**Work required:** Look through the records and copy each line that has "obscura" in it.

[Data entries]
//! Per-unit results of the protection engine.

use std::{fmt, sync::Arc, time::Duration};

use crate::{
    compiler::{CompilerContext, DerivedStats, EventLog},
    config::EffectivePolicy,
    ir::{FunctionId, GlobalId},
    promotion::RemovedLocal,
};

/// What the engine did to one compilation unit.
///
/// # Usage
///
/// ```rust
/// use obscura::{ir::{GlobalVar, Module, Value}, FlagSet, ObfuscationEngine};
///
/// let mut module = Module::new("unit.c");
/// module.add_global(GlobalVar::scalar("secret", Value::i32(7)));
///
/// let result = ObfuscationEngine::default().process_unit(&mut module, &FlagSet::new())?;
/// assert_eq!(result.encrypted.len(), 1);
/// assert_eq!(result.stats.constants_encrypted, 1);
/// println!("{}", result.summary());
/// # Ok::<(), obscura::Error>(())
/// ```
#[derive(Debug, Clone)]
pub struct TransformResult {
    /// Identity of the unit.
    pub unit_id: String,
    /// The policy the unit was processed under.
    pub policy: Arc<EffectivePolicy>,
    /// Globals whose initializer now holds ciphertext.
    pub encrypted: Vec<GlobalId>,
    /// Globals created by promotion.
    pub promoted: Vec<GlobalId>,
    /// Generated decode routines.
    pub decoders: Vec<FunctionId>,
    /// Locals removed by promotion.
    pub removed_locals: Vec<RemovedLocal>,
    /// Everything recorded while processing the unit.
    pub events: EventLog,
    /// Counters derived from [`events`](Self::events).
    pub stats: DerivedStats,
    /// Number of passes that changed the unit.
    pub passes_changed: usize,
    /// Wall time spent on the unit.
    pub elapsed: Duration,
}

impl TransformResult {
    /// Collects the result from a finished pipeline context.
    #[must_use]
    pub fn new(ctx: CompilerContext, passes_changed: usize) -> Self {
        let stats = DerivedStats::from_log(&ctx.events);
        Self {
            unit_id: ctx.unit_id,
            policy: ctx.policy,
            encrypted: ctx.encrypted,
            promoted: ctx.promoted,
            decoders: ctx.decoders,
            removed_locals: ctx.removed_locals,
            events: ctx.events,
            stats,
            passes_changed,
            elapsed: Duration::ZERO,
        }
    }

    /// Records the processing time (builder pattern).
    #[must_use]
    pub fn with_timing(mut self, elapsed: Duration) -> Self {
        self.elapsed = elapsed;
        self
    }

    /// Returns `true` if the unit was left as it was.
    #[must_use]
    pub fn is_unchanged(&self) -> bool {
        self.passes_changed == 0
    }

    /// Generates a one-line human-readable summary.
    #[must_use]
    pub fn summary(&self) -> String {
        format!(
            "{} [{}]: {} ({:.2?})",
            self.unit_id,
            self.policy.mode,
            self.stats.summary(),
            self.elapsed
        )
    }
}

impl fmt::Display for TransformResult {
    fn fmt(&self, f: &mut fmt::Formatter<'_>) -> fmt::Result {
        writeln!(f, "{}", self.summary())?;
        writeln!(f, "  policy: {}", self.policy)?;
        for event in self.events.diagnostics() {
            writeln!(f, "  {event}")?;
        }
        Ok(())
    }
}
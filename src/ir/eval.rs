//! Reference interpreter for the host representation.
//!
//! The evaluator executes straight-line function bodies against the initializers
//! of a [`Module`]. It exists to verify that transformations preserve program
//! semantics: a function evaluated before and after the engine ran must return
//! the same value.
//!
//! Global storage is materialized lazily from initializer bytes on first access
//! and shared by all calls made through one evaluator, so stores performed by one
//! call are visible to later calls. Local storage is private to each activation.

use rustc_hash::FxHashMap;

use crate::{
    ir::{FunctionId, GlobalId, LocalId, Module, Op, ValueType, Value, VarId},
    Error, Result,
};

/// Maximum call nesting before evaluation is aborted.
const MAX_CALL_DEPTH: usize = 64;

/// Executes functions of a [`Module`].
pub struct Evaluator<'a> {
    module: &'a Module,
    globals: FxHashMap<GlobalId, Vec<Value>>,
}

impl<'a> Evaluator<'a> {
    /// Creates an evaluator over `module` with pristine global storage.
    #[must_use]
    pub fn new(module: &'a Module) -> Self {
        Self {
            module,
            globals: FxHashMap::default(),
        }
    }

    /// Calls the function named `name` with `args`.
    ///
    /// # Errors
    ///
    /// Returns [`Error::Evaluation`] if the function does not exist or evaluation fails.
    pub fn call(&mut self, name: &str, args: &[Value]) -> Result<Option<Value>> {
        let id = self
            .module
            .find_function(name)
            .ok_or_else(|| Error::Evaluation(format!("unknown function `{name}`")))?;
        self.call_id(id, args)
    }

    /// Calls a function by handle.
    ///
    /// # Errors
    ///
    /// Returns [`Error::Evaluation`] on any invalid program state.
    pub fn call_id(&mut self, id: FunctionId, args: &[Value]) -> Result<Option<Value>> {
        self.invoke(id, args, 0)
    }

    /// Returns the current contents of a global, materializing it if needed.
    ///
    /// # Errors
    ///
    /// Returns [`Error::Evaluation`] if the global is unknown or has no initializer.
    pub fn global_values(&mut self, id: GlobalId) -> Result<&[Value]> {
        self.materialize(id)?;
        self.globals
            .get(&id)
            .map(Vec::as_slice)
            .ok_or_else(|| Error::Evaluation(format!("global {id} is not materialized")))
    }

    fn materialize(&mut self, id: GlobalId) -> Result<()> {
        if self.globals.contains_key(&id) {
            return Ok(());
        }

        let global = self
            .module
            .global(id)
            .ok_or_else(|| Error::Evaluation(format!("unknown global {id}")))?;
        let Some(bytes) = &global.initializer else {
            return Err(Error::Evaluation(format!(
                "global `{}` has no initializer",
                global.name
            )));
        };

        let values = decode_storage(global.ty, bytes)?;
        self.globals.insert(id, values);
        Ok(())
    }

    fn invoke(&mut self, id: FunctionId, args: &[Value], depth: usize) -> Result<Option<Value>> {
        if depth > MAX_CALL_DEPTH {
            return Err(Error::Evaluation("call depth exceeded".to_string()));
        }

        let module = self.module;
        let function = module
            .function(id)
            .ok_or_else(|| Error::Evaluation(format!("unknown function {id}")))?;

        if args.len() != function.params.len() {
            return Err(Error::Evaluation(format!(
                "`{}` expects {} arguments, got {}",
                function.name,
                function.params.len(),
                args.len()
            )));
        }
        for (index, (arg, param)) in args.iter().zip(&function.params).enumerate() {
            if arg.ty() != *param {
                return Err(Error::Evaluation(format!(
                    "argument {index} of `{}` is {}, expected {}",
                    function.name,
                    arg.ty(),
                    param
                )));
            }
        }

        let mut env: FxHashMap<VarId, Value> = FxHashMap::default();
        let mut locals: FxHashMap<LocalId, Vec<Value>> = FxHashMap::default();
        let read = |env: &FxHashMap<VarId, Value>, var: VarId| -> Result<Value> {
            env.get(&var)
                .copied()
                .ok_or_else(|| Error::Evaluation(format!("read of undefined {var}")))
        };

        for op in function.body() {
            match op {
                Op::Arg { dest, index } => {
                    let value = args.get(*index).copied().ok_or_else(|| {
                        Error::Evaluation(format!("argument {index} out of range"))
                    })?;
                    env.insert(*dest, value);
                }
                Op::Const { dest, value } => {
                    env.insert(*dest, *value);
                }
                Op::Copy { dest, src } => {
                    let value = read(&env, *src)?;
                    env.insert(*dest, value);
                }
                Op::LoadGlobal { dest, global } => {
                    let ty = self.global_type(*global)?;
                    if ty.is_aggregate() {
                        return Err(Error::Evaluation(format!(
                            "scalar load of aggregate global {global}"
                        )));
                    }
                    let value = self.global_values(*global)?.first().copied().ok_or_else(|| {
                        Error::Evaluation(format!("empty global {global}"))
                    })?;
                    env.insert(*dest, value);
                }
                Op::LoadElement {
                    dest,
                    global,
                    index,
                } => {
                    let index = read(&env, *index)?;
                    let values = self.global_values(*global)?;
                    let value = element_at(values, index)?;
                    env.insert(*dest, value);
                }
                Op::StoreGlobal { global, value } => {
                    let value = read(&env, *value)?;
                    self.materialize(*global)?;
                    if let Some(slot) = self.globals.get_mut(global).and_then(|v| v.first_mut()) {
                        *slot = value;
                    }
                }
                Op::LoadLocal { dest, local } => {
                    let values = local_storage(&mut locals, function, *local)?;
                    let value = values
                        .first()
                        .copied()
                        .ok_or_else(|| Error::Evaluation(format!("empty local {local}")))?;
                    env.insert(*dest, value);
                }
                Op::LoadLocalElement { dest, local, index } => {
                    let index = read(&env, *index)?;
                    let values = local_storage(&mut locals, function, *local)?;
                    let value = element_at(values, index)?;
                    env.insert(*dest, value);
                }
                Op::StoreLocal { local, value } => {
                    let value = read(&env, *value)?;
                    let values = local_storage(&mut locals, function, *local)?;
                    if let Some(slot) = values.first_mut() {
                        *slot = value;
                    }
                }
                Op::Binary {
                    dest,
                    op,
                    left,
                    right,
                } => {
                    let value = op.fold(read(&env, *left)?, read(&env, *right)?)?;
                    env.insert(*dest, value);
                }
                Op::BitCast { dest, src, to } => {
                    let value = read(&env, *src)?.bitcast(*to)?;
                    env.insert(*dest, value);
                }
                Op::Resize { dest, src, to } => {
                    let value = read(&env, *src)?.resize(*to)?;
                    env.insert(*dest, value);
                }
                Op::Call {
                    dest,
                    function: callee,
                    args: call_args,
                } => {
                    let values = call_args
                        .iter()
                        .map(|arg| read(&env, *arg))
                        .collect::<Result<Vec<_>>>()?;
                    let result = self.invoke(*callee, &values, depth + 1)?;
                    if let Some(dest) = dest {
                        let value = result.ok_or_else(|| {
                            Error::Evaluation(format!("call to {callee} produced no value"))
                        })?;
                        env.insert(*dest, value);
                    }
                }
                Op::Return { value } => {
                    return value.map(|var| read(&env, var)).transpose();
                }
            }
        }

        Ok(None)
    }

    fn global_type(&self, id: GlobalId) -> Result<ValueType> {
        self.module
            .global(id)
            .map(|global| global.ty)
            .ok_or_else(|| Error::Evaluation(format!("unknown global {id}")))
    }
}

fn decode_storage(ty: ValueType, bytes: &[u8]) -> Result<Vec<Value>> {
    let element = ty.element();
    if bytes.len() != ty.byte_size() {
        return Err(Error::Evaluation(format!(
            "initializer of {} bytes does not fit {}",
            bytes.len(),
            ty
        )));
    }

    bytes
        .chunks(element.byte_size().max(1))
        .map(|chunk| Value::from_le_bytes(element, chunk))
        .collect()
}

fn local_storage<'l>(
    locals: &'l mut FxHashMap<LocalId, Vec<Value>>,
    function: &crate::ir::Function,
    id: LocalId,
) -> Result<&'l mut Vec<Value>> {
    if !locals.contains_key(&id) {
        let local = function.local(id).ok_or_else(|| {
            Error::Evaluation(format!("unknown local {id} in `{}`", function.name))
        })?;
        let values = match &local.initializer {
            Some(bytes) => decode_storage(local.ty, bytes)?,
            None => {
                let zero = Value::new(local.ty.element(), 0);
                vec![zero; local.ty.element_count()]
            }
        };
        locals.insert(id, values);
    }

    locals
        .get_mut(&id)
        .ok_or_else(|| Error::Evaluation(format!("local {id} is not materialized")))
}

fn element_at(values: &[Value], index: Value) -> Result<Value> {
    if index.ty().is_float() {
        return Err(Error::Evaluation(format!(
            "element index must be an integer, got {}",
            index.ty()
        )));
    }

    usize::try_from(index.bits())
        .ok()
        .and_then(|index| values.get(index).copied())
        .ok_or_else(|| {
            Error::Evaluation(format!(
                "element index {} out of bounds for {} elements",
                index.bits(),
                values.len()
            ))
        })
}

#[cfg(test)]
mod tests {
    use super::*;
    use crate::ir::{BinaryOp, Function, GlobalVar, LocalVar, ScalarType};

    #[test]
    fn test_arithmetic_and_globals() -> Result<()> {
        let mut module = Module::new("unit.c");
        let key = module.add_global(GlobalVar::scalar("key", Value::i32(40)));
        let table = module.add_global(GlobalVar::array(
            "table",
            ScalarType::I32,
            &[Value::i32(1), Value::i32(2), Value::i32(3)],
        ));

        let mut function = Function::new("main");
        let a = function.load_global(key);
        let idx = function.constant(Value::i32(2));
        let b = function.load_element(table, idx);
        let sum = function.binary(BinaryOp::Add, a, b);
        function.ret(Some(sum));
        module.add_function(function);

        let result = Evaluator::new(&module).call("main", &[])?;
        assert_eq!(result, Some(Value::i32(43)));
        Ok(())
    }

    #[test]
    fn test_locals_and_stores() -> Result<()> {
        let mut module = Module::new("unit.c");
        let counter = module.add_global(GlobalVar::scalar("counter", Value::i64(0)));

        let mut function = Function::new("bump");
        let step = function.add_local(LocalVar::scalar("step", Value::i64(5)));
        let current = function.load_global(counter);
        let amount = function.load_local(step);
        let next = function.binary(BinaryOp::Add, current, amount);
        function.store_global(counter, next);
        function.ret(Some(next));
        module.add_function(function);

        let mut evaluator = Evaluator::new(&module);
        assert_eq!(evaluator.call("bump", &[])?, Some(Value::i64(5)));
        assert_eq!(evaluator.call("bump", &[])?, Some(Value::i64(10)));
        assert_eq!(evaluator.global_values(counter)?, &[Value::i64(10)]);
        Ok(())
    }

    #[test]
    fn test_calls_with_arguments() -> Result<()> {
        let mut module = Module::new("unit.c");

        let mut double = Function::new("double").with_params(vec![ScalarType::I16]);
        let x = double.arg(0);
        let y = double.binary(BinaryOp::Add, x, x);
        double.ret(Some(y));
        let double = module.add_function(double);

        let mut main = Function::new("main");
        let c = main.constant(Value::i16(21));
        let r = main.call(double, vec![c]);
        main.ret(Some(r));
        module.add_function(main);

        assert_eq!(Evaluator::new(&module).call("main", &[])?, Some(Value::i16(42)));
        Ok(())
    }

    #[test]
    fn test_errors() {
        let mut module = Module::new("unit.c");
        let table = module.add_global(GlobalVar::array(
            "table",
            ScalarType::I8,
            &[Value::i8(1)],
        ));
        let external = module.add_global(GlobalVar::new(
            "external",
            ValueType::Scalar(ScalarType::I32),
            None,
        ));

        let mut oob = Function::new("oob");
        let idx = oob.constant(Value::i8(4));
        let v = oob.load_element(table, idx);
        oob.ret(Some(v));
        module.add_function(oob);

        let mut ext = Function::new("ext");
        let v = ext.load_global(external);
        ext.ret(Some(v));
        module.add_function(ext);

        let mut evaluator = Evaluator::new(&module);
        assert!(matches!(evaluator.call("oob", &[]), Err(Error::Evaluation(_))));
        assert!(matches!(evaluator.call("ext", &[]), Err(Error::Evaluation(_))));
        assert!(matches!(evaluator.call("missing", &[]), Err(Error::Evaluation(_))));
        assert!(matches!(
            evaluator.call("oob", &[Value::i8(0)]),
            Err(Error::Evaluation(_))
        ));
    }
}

**Result for this exercise:**
/// use obscura::{ir::{GlobalVar, Module, Value}, FlagSet, ObfuscationEngine};
/// # Ok::<(), obscura::Error>(())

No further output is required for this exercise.